Con una battuta è tutto più semplice
Il ruolo di esempio dei genitori è importante anche quando le cose in famiglia si fanno difficili. La capacità di sdrammatizzare e sorridere permette di avere una prospettiva più leggera sulle cose. Ironizzare diminuisce le tensioni ed è una dote che solitamente viene molto apprezzata dalle persone che si hanno intorno.
Questo aiuta a far fronte a colpi bassi e sconfitte. In alcuni casi, questa capacità velocizza persino il processo di recupero. Per quanto una famiglia possa dover lottare anche con sfide e ostacoli, se i vari componenti della famiglia possono ispirarsi a vicenda per affrontare queste situazioni con una buona dose di umorismo, la vita quotidiana sarà un po’ più facile da affrontare.

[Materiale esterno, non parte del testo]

//! Inventory reconciliation.
//!
//! Turns operator-declared server slots into stored [`ServerRecord`]s:
//! - `New` slots are checked against the store and written immediately, so
//!   a later slot in the same run can already select them as existing.
//! - `Existing` slots are resolved by exact name against current store state.
//!
//! A conflict or failed lookup rejects only its slot. A failed write aborts
//! the whole reconciliation, since later slots may depend on it.

use crate::error::{Error, Result};
use crate::store::RecordStore;
use crate::types::{NewServer, ServerRecord};
use std::fmt;

/// Operator intent for one server slot, as entered.
#[derive(Debug, Clone, PartialEq, Eq)]
pub enum SlotRequest {
    New(NewServer),
    Existing { server_name: String },
}

impl SlotRequest {
    /// Validate field shapes without touching the store.
    pub fn validate(&self) -> Result<ServerSlot> {
        match self {
            SlotRequest::New(input) => Ok(ServerSlot::New(input.validate()?)),
            SlotRequest::Existing { server_name } => {
                let name = server_name.trim();
                if name.is_empty() {
                    return Err(Error::InvalidField {
                        field: "server_name",
                        message: "must not be empty".to_string(),
                    });
                }
                Ok(ServerSlot::Existing {
                    server_name: name.to_string(),
                })
            }
        }
    }

    /// Name the operator typed for this slot.
    pub fn server_name(&self) -> &str {
        match self {
            SlotRequest::New(input) => input.server_name.trim(),
            SlotRequest::Existing { server_name } => server_name.trim(),
        }
    }
}

/// A validated server slot.
#[derive(Debug, Clone, PartialEq, Eq)]
pub enum ServerSlot {
    New(ServerRecord),
    Existing { server_name: String },
}

impl ServerSlot {
    pub fn server_name(&self) -> &str {
        match self {
            ServerSlot::New(record) => &record.server_name,
            ServerSlot::Existing { server_name } => server_name,
        }
    }
}

/// How a slot was satisfied.
#[derive(Debug, Clone, Copy, PartialEq, Eq)]
pub enum Resolution {
    /// Newly written to the store during this run
    Created,
    /// Looked up from an existing record
    Resolved,
}

impl fmt::Display for Resolution {
    fn fmt(&self, f: &mut fmt::Formatter<'_>) -> fmt::Result {
        match self {
            Resolution::Created => f.write_str("new"),
            Resolution::Resolved => f.write_str("existing"),
        }
    }
}

/// A slot that ended up with a usable server record.
#[derive(Debug, Clone, PartialEq, Eq)]
pub struct ReconciledServer {
    /// Index of the slot in the request
    pub slot: usize,
    pub record: ServerRecord,
    pub resolution: Resolution,
}

/// A slot that could not be satisfied.
#[derive(Debug)]
pub struct SlotRejection {
    pub slot: usize,
    pub server_name: String,
    pub error: Error,
}

/// Outcome of reconciling all slots of a run.
#[derive(Debug, Default)]
pub struct Reconciliation {
    pub servers: Vec<ReconciledServer>,
    pub rejected: Vec<SlotRejection>,
}

impl Reconciliation {
    pub fn created(&self) -> usize {
        self.count(Resolution::Created)
    }

    pub fn resolved(&self) -> usize {
        self.count(Resolution::Resolved)
    }

    /// Find the server accepted for a slot.
    pub fn for_slot(&self, slot: usize) -> Option<&ReconciledServer> {
        self.servers.iter().find(|s| s.slot == slot)
    }

    fn count(&self, resolution: Resolution) -> usize {
        self.servers
            .iter()
            .filter(|s| s.resolution == resolution)
            .count()
    }
}

/// Reconcile validated slots against the store, in order.
///
/// Returns `Err` only when writing a new server record fails.
pub fn reconcile<S: RecordStore + ?Sized>(store: &S, slots: &[ServerSlot]) -> Result<Reconciliation> {
    let mut outcome = Reconciliation::default();

    for (index, slot) in slots.iter().enumerate() {
        let result = match slot {
            ServerSlot::New(record) => create(store, record),
            ServerSlot::Existing { server_name } => resolve(store, server_name),
        };

        match result {
            Ok(Step::Accepted(record, resolution)) => {
                log::debug!(
                    "Slot {}: {} {} ({})",
                    index + 1,
                    resolution,
                    record.server_name,
                    record.instance_id
                );
                outcome.servers.push(ReconciledServer {
                    slot: index,
                    record,
                    resolution,
                });
            }
            Ok(Step::Rejected(error)) => {
                log::debug!("Slot {} rejected: {}", index + 1, error);
                outcome.rejected.push(SlotRejection {
                    slot: index,
                    server_name: slot.server_name().to_string(),
                    error,
                });
            }
            Err(fatal) => return Err(fatal),
        }
    }

    Ok(outcome)
}

enum Step {
    Accepted(ServerRecord, Resolution),
    Rejected(Error),
}

fn create<S: RecordStore + ?Sized>(store: &S, record: &ServerRecord) -> Result<Step> {
    match store.get_server(&record.instance_id) {
        Ok(Some(existing)) => {
            return Ok(Step::Rejected(Error::Conflict {
                instance_id: existing.instance_id,
                server_name: existing.server_name,
            }));
        }
        Ok(None) => {}
        Err(e) => return Ok(Step::Rejected(e)),
    }

    match store.find_servers_by_name(&record.server_name) {
        Ok(owners) => {
            if let Some(owner) = owners
                .into_iter()
                .find(|s| s.instance_id != record.instance_id)
            {
                return Ok(Step::Rejected(Error::NameTaken {
                    server_name: record.server_name.clone(),
                    instance_id: owner.instance_id,
                }));
            }
        }
        Err(e) => return Ok(Step::Rejected(e)),
    }

    store.put_server(record)?;
    Ok(Step::Accepted(record.clone(), Resolution::Created))
}

fn resolve<S: RecordStore + ?Sized>(store: &S, server_name: &str) -> Result<Step> {
    let mut matches = match store.find_servers_by_name(server_name) {
        Ok(matches) => matches,
        Err(e) => return Ok(Step::Rejected(e)),
    };

    let step = match matches.len() {
        0 => Step::Rejected(Error::NotFound(server_name.to_string())),
        1 => Step::Accepted(matches.remove(0), Resolution::Resolved),
        count => Step::Rejected(Error::Ambiguous {
            server_name: server_name.to_string(),
            count,
        }),
    };
    Ok(step)
}

// ============================================================================
// Tests
// ============================================================================

#[cfg(test)]
mod tests {
    use super::*;
    use crate::error::ErrorKind;
    use crate::store::MemoryStore;
    use crate::types::{InstallStatusRecord, OsType};

    fn record(id: &str, name: &str) -> ServerRecord {
        ServerRecord {
            instance_id: id.into(),
            server_name: name.into(),
            region: "ap-south-1".into(),
            os_type: OsType::Ubuntu,
            transport_log_bucket: None,
        }
    }

    fn existing(name: &str) -> ServerSlot {
        ServerSlot::Existing {
            server_name: name.into(),
        }
    }

    /// Store whose writes always fail.
    struct ReadOnlyStore(MemoryStore);

    impl RecordStore for ReadOnlyStore {
        fn get_server(&self, instance_id: &str) -> Result<Option<ServerRecord>> {
            self.0.get_server(instance_id)
        }
        fn put_server(&self, record: &ServerRecord) -> Result<()> {
            Err(Error::store("put_server", record.key(), "access denied"))
        }
        fn list_servers(&self) -> Result<Vec<ServerRecord>> {
            self.0.list_servers()
        }
        fn put_status(&self, record: &InstallStatusRecord) -> Result<()> {
            Err(Error::store("put_status", record.key(), "access denied"))
        }
        fn get_status(&self, id: &str, sw: &str) -> Result<Option<InstallStatusRecord>> {
            self.0.get_status(id, sw)
        }
        fn list_statuses(&self) -> Result<Vec<InstallStatusRecord>> {
            self.0.list_statuses()
        }
    }

    #[test]
    fn test_new_server_is_written_immediately() {
        let store = MemoryStore::new();
        let outcome = reconcile(&store, &[ServerSlot::New(record("i-1", "web-1"))]).unwrap();

        assert_eq!(outcome.created(), 1);
        assert!(outcome.rejected.is_empty());
        assert_eq!(store.get_server("i-1").unwrap(), Some(record("i-1", "web-1")));
    }

    #[test]
    fn test_new_server_with_existing_instance_id_conflicts() {
        let store = MemoryStore::new();
        store.put_server(&record("i-1", "web-1")).unwrap();

        let outcome = reconcile(&store, &[ServerSlot::New(record("i-1", "web-2"))]).unwrap();

        assert!(outcome.servers.is_empty());
        assert_eq!(outcome.rejected.len(), 1);
        assert_eq!(outcome.rejected[0].error.kind(), ErrorKind::Conflict);
        // stored metadata untouched
        assert_eq!(store.get_server("i-1").unwrap().unwrap().server_name, "web-1");
    }

    #[test]
    fn test_new_server_with_taken_name_conflicts() {
        let store = MemoryStore::new();
        store.put_server(&record("i-1", "web-1")).unwrap();

        let outcome = reconcile(&store, &[ServerSlot::New(record("i-2", "web-1"))]).unwrap();

        assert!(matches!(outcome.rejected[0].error, Error::NameTaken { .. }));
        assert!(store.get_server("i-2").unwrap().is_none());
    }

    #[test]
    fn test_existing_server_resolves_by_name() {
        let store = MemoryStore::new();
        store.put_server(&record("i-7", "db-1")).unwrap();

        let outcome = reconcile(&store, &[existing("db-1")]).unwrap();

        assert_eq!(outcome.resolved(), 1);
        assert_eq!(outcome.servers[0].record.instance_id, "i-7");
        assert_eq!(outcome.servers[0].resolution, Resolution::Resolved);
    }

    #[test]
    fn test_existing_server_miss_rejects_only_that_slot() {
        let store = MemoryStore::new();
        store.put_server(&record("i-7", "db-1")).unwrap();

        let outcome = reconcile(&store, &[existing("nope"), existing("db-1")]).unwrap();

        assert_eq!(outcome.rejected.len(), 1);
        assert_eq!(outcome.rejected[0].slot, 0);
        assert!(matches!(outcome.rejected[0].error, Error::NotFound(_)));
        assert_eq!(outcome.for_slot(1).unwrap().record.instance_id, "i-7");
    }

    #[test]
    fn test_later_slot_can_select_server_created_earlier() {
        let store = MemoryStore::new();
        let slots = [ServerSlot::New(record("i-1", "web-1")), existing("web-1")];

        let outcome = reconcile(&store, &slots).unwrap();

        assert_eq!(outcome.created(), 1);
        assert_eq!(outcome.resolved(), 1);
        assert_eq!(outcome.servers[1].record.instance_id, "i-1");
    }

    #[test]
    fn test_duplicate_new_slots_conflict_on_second() {
        let store = MemoryStore::new();
        let slots = [
            ServerSlot::New(record("i-1", "web-1")),
            ServerSlot::New(record("i-1", "web-1")),
        ];

        let outcome = reconcile(&store, &slots).unwrap();

        assert_eq!(outcome.created(), 1);
        assert_eq!(outcome.rejected[0].slot, 1);
        assert_eq!(outcome.rejected[0].error.kind(), ErrorKind::Conflict);
    }

    #[test]
    fn test_ambiguous_legacy_names() {
        let store = MemoryStore::new();
        store.put_server(&record("i-1", "app")).unwrap();
        store.put_server(&record("i-2", "app")).unwrap();

        let outcome = reconcile(&store, &[existing("app")]).unwrap();

        assert!(matches!(
            outcome.rejected[0].error,
            Error::Ambiguous { count: 2, .. }
        ));
    }

    #[test]
    fn test_failed_write_aborts() {
        let store = ReadOnlyStore(MemoryStore::new());
        let err = reconcile(&store, &[ServerSlot::New(record("i-1", "web-1"))]).unwrap_err();
        assert_eq!(err.kind(), ErrorKind::Store);
    }

    #[test]
    fn test_slot_request_validate() {
        let slot = SlotRequest::Existing {
            server_name: "  db-1 ".into(),
        }
        .validate()
        .unwrap();
        assert_eq!(slot.server_name(), "db-1");

        let err = SlotRequest::New(NewServer {
            server_name: "web-1".into(),
            instance_id: "i-1".into(),
            region: "ap-south-1".into(),
            os_type: "solaris".into(),
            transport_log_bucket: None,
        })
        .validate()
        .unwrap_err();
        assert_eq!(err.kind(), ErrorKind::Validation);
    }
}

Aiutiamolo a riconoscere le emozioni
Soprattutto quando il bambino è piccolo, è normale che esprima le sue emozioni attraverso il pianto, il corpo e il comportamento: un compito importante del genitore è quello di iniziare a decodificare il vissuto e verbalizzarglielo, con frasi del tipo “Capisco, sei proprio arrabbiato” oppure “Lo so che questa situazione ti rende triste”. In questo modo, quando crescerà, imparerà a riconoscere le emozioni e a gestirle, altrimenti tenderà a reprimerle o ad agirle con comportamenti disfunzionali.
Diamo il buon esempio
Essere un buon esempio per i figli non significa non sbagliare mai: idanni ovviamente non si fanno con uno o due errori, ma solo quando c’è un comportamento errato che diventa sistematico e ripetitivo. I figli hanno bisogno di sapere che gli adulti, anche i genitori, possono sbagliare e non fare subito la cosa giusta, ma si può imparare da ogni situazione e riparare.
Con il nostro comportamento siamo delle figure di riferimento per i nostri figli e quindi plasmiamo il loro modo di affrontare la pressione. Dovremmo quindi chiederci onestamente e in modo autocritico: quale esempio sono e quale esempio vorrei essere?